TASK OBJECTIVE
Each record should be given back exactly, with none missing.

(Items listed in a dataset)
--------------------

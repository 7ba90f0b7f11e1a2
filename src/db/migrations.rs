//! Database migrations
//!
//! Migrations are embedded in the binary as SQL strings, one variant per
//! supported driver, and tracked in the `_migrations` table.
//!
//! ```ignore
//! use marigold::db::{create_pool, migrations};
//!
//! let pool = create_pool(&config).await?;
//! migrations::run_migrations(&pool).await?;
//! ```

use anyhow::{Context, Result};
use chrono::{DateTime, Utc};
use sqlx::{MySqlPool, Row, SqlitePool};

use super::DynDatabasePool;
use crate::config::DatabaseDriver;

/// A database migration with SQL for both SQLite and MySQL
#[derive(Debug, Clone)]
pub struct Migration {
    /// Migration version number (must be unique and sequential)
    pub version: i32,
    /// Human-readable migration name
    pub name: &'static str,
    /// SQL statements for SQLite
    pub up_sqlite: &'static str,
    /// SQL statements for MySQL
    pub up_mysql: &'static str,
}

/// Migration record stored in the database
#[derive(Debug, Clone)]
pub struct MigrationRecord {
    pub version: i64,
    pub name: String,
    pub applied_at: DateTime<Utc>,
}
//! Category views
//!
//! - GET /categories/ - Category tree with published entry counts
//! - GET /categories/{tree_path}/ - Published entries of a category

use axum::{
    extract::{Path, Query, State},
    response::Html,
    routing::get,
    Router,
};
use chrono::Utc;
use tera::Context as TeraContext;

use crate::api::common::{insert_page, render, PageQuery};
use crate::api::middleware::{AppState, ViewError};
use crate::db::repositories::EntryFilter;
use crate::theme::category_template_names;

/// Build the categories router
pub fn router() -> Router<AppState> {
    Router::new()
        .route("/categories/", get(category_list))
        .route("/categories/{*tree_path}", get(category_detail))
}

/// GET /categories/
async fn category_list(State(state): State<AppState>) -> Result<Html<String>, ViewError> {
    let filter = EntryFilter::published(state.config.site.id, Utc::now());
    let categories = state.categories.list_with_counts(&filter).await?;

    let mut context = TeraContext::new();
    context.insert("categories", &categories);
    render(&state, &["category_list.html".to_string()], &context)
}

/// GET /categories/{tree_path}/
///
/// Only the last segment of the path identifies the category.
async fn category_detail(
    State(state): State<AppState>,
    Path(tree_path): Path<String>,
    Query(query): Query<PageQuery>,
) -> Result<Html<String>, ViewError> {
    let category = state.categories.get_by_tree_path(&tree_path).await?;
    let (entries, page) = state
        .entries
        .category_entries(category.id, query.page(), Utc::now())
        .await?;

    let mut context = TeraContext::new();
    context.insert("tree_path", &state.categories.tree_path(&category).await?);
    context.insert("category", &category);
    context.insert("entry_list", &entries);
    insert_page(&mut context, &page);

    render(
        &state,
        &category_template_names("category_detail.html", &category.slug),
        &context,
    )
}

--------------------

ANSWER TO THE PROBLEM
repository 7ba90f0b7f11e1a2
filename src/db/migrations.rs
//! Database migrations
//!
//! Migrations are embedded in the binary as SQL strings, one variant per
//! supported driver, and tracked in the `_migrations` table.
//!
//! ```ignore
//! use marigold::db::{create_pool, migrations};
//!
//! let pool = create_pool(&config).await?;
//! migrations::run_migrations(&pool).await?;
//! ```

use anyhow::{Context, Result};
use chrono::{DateTime, Utc};
use sqlx::{MySqlPool, Row, SqlitePool};

use super::DynDatabasePool;
use crate::config::DatabaseDriver;

/// A database migration with SQL for both SQLite and MySQL
#[derive(Debug, Clone)]
pub struct Migration {
    /// Migration version number (must be unique and sequential)
    pub version: i32,
    /// Human-readable migration name
    pub name: &'static str,
    /// SQL statements for SQLite
    pub up_sqlite: &'static str,
    /// SQL statements for MySQL
    pub up_mysql: &'static str,
}

/// Migration record stored in the database
#[derive(Debug, Clone)]
pub struct MigrationRecord {
    pub version: i64,
    pub name: String,
    pub applied_at: DateTime<Utc>,
}
//! Category views
//!
//! - GET /categories/ - Category tree with published entry counts
//! - GET /categories/{tree_path}/ - Published entries of a category

use axum::{
    extract::{Path, Query, State},
    response::Html,
    routing::get,
    Router,
};
use chrono::Utc;
use tera::Context as TeraContext;

use crate::api::common::{insert_page, render, PageQuery};
use crate::api::middleware::{AppState, ViewError};
use crate::db::repositories::EntryFilter;
use crate::theme::category_template_names;

/// Build the categories router
pub fn router() -> Router<AppState> {
    Router::new()
        .route("/categories/", get(category_list))
        .route("/categories/{*tree_path}", get(category_detail))
}

/// GET /categories/
async fn category_list(State(state): State<AppState>) -> Result<Html<String>, ViewError> {
    let filter = EntryFilter::published(state.config.site.id, Utc::now());
    let categories = state.categories.list_with_counts(&filter).await?;

    let mut context = TeraContext::new();
    context.insert("categories", &categories);
    render(&state, &["category_list.html".to_string()], &context)
}

/// GET /categories/{tree_path}/
///
/// Only the last segment of the path identifies the category.
async fn category_detail(
    State(state): State<AppState>,
    Path(tree_path): Path<String>,
    Query(query): Query<PageQuery>,
) -> Result<Html<String>, ViewError> {
    let category = state.categories.get_by_tree_path(&tree_path).await?;
    let (entries, page) = state
        .entries
        .category_entries(category.id, query.page(), Utc::now())
        .await?;

    let mut context = TeraContext::new();
    context.insert("tree_path", &state.categories.tree_path(&category).await?);
    context.insert("category", &category);
    context.insert("entry_list", &entries);
    insert_page(&mut context, &page);

    render(
        &state,
        &category_template_names("category_detail.html", &category.slug),
        &context,
    )
}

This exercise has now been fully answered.